DATASET EXCERPTS:
━━━━━━
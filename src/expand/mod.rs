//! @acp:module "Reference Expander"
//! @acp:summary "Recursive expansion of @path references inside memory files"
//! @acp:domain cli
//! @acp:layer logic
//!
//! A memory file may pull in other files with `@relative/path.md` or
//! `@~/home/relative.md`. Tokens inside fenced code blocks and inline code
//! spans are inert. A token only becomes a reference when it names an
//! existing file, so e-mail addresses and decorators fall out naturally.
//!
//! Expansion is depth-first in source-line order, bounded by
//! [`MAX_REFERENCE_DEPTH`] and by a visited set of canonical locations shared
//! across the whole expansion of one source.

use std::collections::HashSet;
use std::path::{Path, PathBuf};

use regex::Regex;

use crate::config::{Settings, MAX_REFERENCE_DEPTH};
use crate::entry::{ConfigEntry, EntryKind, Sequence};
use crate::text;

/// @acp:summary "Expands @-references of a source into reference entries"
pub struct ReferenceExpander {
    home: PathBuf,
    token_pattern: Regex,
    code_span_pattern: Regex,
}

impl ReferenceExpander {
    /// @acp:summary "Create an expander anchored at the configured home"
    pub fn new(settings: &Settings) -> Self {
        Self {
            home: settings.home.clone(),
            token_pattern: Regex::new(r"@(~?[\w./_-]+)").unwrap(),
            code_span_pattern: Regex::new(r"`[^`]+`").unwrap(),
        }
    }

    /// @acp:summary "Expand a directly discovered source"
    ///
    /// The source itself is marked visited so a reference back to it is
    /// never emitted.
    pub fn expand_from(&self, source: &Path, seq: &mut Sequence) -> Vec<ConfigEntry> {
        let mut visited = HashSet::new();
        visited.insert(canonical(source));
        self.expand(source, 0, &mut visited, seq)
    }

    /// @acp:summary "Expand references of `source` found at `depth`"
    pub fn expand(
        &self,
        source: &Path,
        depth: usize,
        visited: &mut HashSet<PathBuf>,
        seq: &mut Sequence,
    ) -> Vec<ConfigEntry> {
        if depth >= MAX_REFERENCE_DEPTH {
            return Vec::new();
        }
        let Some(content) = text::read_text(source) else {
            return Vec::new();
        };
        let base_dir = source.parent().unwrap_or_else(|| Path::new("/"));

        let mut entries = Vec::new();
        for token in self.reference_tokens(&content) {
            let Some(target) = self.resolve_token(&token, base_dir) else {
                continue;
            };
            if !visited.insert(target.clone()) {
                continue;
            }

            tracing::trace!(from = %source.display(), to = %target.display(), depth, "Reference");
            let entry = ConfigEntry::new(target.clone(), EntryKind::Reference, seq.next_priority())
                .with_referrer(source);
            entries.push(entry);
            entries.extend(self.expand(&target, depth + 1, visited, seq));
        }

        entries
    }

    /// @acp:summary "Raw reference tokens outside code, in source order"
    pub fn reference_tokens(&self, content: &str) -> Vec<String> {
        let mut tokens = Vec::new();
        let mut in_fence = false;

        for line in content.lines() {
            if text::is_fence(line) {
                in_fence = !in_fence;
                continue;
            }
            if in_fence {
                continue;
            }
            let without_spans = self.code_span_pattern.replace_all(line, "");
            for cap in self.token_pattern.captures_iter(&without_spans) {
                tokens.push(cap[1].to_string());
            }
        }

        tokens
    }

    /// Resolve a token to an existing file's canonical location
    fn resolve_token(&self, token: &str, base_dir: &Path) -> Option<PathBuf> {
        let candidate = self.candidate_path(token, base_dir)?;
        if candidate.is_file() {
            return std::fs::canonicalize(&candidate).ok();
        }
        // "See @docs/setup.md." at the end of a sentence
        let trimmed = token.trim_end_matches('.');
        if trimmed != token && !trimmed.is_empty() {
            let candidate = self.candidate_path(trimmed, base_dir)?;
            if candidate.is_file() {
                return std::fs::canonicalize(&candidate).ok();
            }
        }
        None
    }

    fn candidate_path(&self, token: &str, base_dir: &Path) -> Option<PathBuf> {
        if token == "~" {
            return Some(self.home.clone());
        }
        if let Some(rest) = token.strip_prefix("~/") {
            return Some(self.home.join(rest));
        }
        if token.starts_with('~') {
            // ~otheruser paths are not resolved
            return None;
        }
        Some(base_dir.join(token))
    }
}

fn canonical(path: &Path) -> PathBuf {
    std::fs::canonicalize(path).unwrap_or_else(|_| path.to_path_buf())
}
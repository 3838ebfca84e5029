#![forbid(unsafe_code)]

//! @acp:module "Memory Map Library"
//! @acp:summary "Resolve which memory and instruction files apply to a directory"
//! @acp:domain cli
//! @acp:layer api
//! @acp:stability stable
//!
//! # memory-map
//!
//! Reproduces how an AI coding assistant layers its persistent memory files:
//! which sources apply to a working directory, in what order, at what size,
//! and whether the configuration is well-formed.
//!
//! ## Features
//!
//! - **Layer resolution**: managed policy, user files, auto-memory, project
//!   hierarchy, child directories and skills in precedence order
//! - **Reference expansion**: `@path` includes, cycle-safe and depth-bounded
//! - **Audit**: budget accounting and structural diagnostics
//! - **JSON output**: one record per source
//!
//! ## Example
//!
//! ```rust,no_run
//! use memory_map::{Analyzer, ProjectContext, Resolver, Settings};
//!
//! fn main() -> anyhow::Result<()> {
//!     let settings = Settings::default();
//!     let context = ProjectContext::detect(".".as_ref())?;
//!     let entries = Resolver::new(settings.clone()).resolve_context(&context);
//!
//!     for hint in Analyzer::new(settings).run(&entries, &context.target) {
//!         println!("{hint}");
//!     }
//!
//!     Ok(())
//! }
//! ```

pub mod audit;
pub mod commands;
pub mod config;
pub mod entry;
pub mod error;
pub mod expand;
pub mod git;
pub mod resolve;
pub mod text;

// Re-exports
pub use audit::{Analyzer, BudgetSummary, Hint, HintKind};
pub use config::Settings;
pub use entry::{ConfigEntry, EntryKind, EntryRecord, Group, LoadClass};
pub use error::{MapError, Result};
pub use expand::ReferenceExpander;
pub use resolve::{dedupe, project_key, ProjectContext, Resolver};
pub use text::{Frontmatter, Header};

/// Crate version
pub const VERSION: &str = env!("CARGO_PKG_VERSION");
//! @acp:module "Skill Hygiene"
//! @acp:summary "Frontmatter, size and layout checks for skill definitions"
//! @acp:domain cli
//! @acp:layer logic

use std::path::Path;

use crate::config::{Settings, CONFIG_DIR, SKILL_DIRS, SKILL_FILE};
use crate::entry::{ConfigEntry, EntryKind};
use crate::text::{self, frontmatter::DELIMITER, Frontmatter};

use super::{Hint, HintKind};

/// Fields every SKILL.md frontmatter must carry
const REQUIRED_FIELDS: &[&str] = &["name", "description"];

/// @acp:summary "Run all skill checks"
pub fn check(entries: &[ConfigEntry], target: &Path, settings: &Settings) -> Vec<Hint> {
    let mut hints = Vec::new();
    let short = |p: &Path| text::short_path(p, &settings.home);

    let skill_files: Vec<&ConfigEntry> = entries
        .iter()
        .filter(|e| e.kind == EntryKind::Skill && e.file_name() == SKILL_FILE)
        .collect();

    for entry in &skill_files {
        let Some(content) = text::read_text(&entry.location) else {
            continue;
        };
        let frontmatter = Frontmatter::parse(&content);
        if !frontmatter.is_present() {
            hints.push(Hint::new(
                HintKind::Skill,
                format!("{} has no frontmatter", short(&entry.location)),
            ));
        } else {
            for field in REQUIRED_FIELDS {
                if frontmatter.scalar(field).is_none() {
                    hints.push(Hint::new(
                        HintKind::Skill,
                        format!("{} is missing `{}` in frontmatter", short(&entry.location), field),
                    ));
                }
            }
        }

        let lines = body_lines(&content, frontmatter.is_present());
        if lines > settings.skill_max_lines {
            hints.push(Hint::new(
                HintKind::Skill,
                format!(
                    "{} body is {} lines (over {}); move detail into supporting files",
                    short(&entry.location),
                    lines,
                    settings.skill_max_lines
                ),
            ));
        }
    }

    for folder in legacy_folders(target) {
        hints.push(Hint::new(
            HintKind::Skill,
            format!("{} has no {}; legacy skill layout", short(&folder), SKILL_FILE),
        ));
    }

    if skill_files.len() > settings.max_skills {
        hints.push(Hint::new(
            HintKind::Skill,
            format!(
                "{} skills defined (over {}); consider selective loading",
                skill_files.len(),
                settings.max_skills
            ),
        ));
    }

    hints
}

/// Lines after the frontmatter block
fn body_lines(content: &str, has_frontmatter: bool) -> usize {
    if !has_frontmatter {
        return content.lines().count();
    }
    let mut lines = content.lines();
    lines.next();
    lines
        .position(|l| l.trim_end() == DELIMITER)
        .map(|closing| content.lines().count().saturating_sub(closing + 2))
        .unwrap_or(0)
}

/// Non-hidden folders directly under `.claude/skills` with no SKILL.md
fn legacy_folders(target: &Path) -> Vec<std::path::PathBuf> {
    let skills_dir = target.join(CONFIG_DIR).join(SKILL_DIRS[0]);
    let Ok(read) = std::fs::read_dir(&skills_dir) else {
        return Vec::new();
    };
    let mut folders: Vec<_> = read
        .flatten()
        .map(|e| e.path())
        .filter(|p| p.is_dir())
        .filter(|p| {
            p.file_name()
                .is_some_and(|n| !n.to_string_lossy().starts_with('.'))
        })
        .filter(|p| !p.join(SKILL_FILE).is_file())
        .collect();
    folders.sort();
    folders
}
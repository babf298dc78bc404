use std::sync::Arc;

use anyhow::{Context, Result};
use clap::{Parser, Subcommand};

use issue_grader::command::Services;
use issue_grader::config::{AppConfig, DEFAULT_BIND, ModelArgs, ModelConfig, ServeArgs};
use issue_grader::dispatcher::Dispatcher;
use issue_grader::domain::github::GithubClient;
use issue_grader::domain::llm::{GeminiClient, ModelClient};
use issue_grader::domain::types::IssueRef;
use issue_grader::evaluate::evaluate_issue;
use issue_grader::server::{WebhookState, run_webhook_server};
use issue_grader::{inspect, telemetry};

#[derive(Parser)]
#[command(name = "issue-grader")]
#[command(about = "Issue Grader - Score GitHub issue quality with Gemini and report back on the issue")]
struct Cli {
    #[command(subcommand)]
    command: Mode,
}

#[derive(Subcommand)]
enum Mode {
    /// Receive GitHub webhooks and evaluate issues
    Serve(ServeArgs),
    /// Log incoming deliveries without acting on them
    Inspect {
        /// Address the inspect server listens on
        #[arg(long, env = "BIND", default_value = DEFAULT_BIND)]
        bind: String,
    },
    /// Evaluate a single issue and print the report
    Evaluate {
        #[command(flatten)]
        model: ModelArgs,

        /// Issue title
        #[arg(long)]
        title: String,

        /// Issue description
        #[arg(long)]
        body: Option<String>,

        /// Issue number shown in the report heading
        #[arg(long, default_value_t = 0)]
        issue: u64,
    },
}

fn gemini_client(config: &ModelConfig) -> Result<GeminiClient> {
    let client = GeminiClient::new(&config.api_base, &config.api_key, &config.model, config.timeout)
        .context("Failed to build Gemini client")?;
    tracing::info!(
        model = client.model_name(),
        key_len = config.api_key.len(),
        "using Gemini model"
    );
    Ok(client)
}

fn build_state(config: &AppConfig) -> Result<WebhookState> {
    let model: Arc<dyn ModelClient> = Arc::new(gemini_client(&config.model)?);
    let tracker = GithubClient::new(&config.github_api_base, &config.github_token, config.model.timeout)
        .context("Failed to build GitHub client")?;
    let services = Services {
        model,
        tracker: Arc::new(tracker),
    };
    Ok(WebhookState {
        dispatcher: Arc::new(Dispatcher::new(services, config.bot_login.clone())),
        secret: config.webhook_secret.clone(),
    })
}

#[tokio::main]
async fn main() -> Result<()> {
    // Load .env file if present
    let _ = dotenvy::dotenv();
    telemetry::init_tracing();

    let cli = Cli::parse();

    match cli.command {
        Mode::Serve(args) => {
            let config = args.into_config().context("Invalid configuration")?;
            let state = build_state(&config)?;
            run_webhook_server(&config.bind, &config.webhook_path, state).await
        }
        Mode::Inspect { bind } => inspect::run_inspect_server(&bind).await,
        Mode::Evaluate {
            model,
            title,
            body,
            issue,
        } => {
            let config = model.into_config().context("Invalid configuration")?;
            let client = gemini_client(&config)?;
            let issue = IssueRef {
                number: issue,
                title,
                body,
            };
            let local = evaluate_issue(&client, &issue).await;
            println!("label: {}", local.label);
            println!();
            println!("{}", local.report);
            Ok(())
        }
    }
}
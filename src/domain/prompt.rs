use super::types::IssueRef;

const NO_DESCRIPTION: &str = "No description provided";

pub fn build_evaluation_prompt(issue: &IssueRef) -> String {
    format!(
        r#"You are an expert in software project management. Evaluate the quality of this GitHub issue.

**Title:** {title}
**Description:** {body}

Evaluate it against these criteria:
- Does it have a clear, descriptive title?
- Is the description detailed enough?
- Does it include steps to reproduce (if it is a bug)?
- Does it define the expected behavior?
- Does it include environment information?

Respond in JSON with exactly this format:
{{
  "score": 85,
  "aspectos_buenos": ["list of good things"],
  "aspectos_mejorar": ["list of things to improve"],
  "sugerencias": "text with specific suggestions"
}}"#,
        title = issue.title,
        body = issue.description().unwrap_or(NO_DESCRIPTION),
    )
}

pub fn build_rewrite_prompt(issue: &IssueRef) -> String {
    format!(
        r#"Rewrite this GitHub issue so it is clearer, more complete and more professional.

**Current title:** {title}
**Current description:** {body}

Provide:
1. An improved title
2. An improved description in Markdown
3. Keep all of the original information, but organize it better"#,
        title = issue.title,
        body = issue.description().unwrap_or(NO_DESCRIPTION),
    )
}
━━━━━━
Lines from the start of the records through the one containing "back to it is" are what should be retyped, exactly and in full, both ends included.

filename src/expand/mod.rs
//! @acp:module "Reference Expander"
//! @acp:summary "Recursive expansion of @path references inside memory files"
//! @acp:domain cli
//! @acp:layer logic
//!
//! A memory file may pull in other files with `@relative/path.md` or
//! `@~/home/relative.md`. Tokens inside fenced code blocks and inline code
//! spans are inert. A token only becomes a reference when it names an
//! existing file, so e-mail addresses and decorators fall out naturally.
//!
//! Expansion is depth-first in source-line order, bounded by
//! [`MAX_REFERENCE_DEPTH`] and by a visited set of canonical locations shared
//! across the whole expansion of one source.

use std::collections::HashSet;
use std::path::{Path, PathBuf};

use regex::Regex;

use crate::config::{Settings, MAX_REFERENCE_DEPTH};
use crate::entry::{ConfigEntry, EntryKind, Sequence};
use crate::text;

/// @acp:summary "Expands @-references of a source into reference entries"
pub struct ReferenceExpander {
    home: PathBuf,
    token_pattern: Regex,
    code_span_pattern: Regex,
}

impl ReferenceExpander {
    /// @acp:summary "Create an expander anchored at the configured home"
    pub fn new(settings: &Settings) -> Self {
        Self {
            home: settings.home.clone(),
            token_pattern: Regex::new(r"@(~?[\w./_-]+)").unwrap(),
            code_span_pattern: Regex::new(r"`[^`]+`").unwrap(),
        }
    }

    /// @acp:summary "Expand a directly discovered source"
    ///
    /// The source itself is marked visited so a reference back to it is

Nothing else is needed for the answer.